Nevertheless, the Midrash (Pirkei DeRabbi Eliezer 30, Yalkut Shimoni 95) poignantly describes Abraham's conscience gnawing at him for having banished Yishmael. Abraham can never stop thinking about his first-born son, "wishing to know about the path his son has taken." After three years he sets out to visit him, swearing to Sarah that it'll be a perfunctory visit, that he won't even descend from his camel. Only Yishmael's wife is at home, and she refuses to give water or bread to Abraham. Departing, the patriarch asks her to report to Yishmael of the father's visit, and to change the entrance at the front of the tent. Three years later Abraham returned to Yishmael and was pleased to find that Yishmael had understood his father's message and changed wives; this wife, named Fatima (also the name of Mohammed's daughter), offered Abraham bread and water. Abraham thereupon prayed for his son, whose home became filled with blessings. When Yishmael returned and was told what had transpired while he was away, he understood "that Abraham's love and compassion extended to him with all the love and compassion that a father has for children."

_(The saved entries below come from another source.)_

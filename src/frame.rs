use crate::error::Error;

#[derive(Debug, Clone, Copy, PartialEq, Eq)]
pub enum OpCode {
    Continue,
    Text,
    Binary,
    Close,
    Ping,
    Pong,
}

impl OpCode {
    pub fn from(byte: u8) -> Result<Self, Error> {
        match byte {
            0x0 => Ok(OpCode::Continue),
            0x1 => Ok(OpCode::Text),
            0x2 => Ok(OpCode::Binary),
            0x8 => Ok(OpCode::Close),
            0x9 => Ok(OpCode::Ping),
            0xA => Ok(OpCode::Pong),
            // 0x3..=0x7 are reserved data opcodes, 0xB..=0xF reserved control opcodes
            other => Err(Error::InvalidOpcode(other)),
        }
    }

    pub fn as_u8(&self) -> u8 {
        match self {
            OpCode::Continue => 0x0,
            OpCode::Text => 0x1,
            OpCode::Binary => 0x2,
            OpCode::Close => 0x8,
            OpCode::Ping => 0x9,
            OpCode::Pong => 0xA,
        }
    }

    /// Control opcodes occupy the upper half of the opcode space (>= 0x8).
    pub fn is_control(&self) -> bool {
        matches!(self, OpCode::Close | OpCode::Ping | OpCode::Pong)
    }

    pub fn is_data(&self) -> bool {
        matches!(self, OpCode::Text | OpCode::Binary)
    }
}

/// One frame with its payload already in usable form: the parser emits
/// frames unmasked and inflated, and the compiler turns them back into wire
/// bytes. Masking keys and RSV bits live in those two components, not here.
#[derive(Debug, Clone)]
pub struct Frame {
    pub opcode: OpCode,
    pub payload: Vec<u8>,
    pub final_fragment: bool,
}

impl Frame {
    pub fn data(opcode: OpCode, payload: Vec<u8>, final_fragment: bool) -> Self {
        Self {
            opcode,
            payload,
            final_fragment,
        }
    }

    /// Control frames are never fragmented.
    pub fn control(opcode: OpCode, payload: Vec<u8>) -> Self {
        Self {
            opcode,
            payload,
            final_fragment: true,
        }
    }
}

/// Which side of the connection this endpoint plays. Clients mask every
/// outgoing frame and expect unmasked input; servers are the inverse.
#[derive(Debug, Clone, Copy, PartialEq, Eq)]
pub enum Role {
    Client,
    Server,
}

impl Role {
    pub(crate) fn masks_output(&self) -> bool {
        matches!(self, Role::Client)
    }
}
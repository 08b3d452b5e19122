use std::fs;
use std::path::Path;

use anyhow::{Context, Result};
use clap::Parser;

use nexro::{services, settings};

#[derive(Parser)]
#[command(version, about, long_about = None)]
struct Args {
    #[arg(short, long, default_value = "config.toml")]
    config: String,
    #[arg(long, default_value = "log4rs.yaml")]
    log4rs: String,
}

#[tokio::main]
async fn main() -> Result<()> {
    let args = Args::parse();
    dotenv::dotenv().ok();

    init_logging(&args.log4rs)?;
    let settings =
        settings::Settings::new(&args.config).context("Could not load configuration.")?;

    log::info!("Starting Nexro services.");
    services::start_services(settings).await
}

fn init_logging(path: &str) -> Result<()> {
    if !Path::new("logs").exists() {
        fs::create_dir("logs")?;
    }

    match log4rs::init_file(path, Default::default()) {
        Ok(_) => {
            println!("[*] Logging initialized successfully.");
            Ok(())
        }
        Err(e) => {
            println!("[ERROR] Failed to initialize logging: {}", e);
            Err(anyhow::anyhow!("Could not initialize logging: {}", e))
        }
    }
}
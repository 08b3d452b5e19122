use async_trait::async_trait;
use sqlx::PgPool;

use super::{BountyRepository, RepositoryError};
use crate::models::bounties::{Bounty, BountyStatus};

const BOUNTY_COLUMNS: &str = "id, problem_id, user_id, amount, status, payment_intent_id, solver_id, settlement_id, created_at";

#[derive(Clone)]
pub struct PgBountyRepository {
    conn: PgPool,
}

impl PgBountyRepository {
    pub fn new(conn: PgPool) -> Self {
        Self { conn }
    }
}

#[async_trait]
impl BountyRepository for PgBountyRepository {
    async fn insert_bounty(
        &self,
        problem_id: i64,
        funder_id: i64,
        amount: i64,
        payment_intent_id: &str,
    ) -> Result<Bounty, RepositoryError> {
        let bounty = sqlx::query_as::<_, Bounty>(&format!(
            r#"INSERT INTO bounties (problem_id, user_id, amount, status, payment_intent_id)
            VALUES ($1, $2, $3, $4, $5)
            RETURNING {}"#,
            BOUNTY_COLUMNS
        ))
        .bind(problem_id)
        .bind(funder_id)
        .bind(amount)
        .bind(BountyStatus::Pending.as_str())
        .bind(payment_intent_id)
        .fetch_one(&self.conn)
        .await?;

        Ok(bounty)
    }

    async fn get_bounty(&self, id: i64) -> Result<Option<Bounty>, RepositoryError> {
        let bounty = sqlx::query_as::<_, Bounty>(&format!(
            "SELECT {} FROM bounties WHERE id = $1",
            BOUNTY_COLUMNS
        ))
        .bind(id)
        .fetch_optional(&self.conn)
        .await?;

        Ok(bounty)
    }

    async fn claim_bounty(
        &self,
        id: i64,
        funder_id: i64,
        claim: BountyStatus,
        solver_id: Option<i64>,
    ) -> Result<Option<Bounty>, RepositoryError> {
        if claim.settles_as().is_none() {
            return Ok(None);
        }

        let bounty = sqlx::query_as::<_, Bounty>(&format!(
            r#"UPDATE bounties SET status = $3, solver_id = $4
            WHERE id = $1 AND user_id = $2
              AND (status = $5 OR (status = $3 AND solver_id IS NOT DISTINCT FROM $4))
            RETURNING {}"#,
            BOUNTY_COLUMNS
        ))
        .bind(id)
        .bind(funder_id)
        .bind(claim.as_str())
        .bind(solver_id)
        .bind(BountyStatus::Pending.as_str())
        .fetch_optional(&self.conn)
        .await?;

        Ok(bounty)
    }

    async fn settle_bounty(
        &self,
        id: i64,
        claim: BountyStatus,
        settlement_id: &str,
    ) -> Result<Option<Bounty>, RepositoryError> {
        let Some(settled) = claim.settles_as() else {
            return Ok(None);
        };

        let bounty = sqlx::query_as::<_, Bounty>(&format!(
            r#"UPDATE bounties SET status = $1, settlement_id = $2
            WHERE id = $3 AND status = $4
            RETURNING {}"#,
            BOUNTY_COLUMNS
        ))
        .bind(settled.as_str())
        .bind(settlement_id)
        .bind(id)
        .bind(claim.as_str())
        .fetch_optional(&self.conn)
        .await?;

        Ok(bounty)
    }

    async fn abandon_claim(
        &self,
        id: i64,
        claim: BountyStatus,
    ) -> Result<Option<Bounty>, RepositoryError> {
        let bounty = sqlx::query_as::<_, Bounty>(&format!(
            r#"UPDATE bounties SET status = $1, solver_id = NULL
            WHERE id = $2 AND status = $3
            RETURNING {}"#,
            BOUNTY_COLUMNS
        ))
        .bind(BountyStatus::Pending.as_str())
        .bind(id)
        .bind(claim.as_str())
        .fetch_optional(&self.conn)
        .await?;

        Ok(bounty)
    }
}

I would suggest that one of the implicit purposes of this Midrash is to teach us why and how Yishmael repented at the end of Abraham's life. A father must never give up on his child, even a mocking, heretical and grasping son. Yishmael the penitent returns to his father's house (at least in time for the burial), and our Biblical portion concludes with the twelve sons of Yishmael, 12 princes of their nations, paralleling the 12 tribes of Israel, "whose portion falls out in the presence of all of his brothers." (25:18) And the Midrash likewise identifies Keturah, the woman Abraham marries after Sarah's death, as being none other than Hagar, and the shadchan was none other than Yitzhak (Genesis 25:11 and 24:62; Rashi, there). The circle - for the ancient family of Abraham - is complete.

I believe that once Yishmael again repents - and is ready to share, truly share, this land with us - we will indeed be able to dwell together in the Middle East, to fill our homes with blessings, and the historical circle will truly be complete.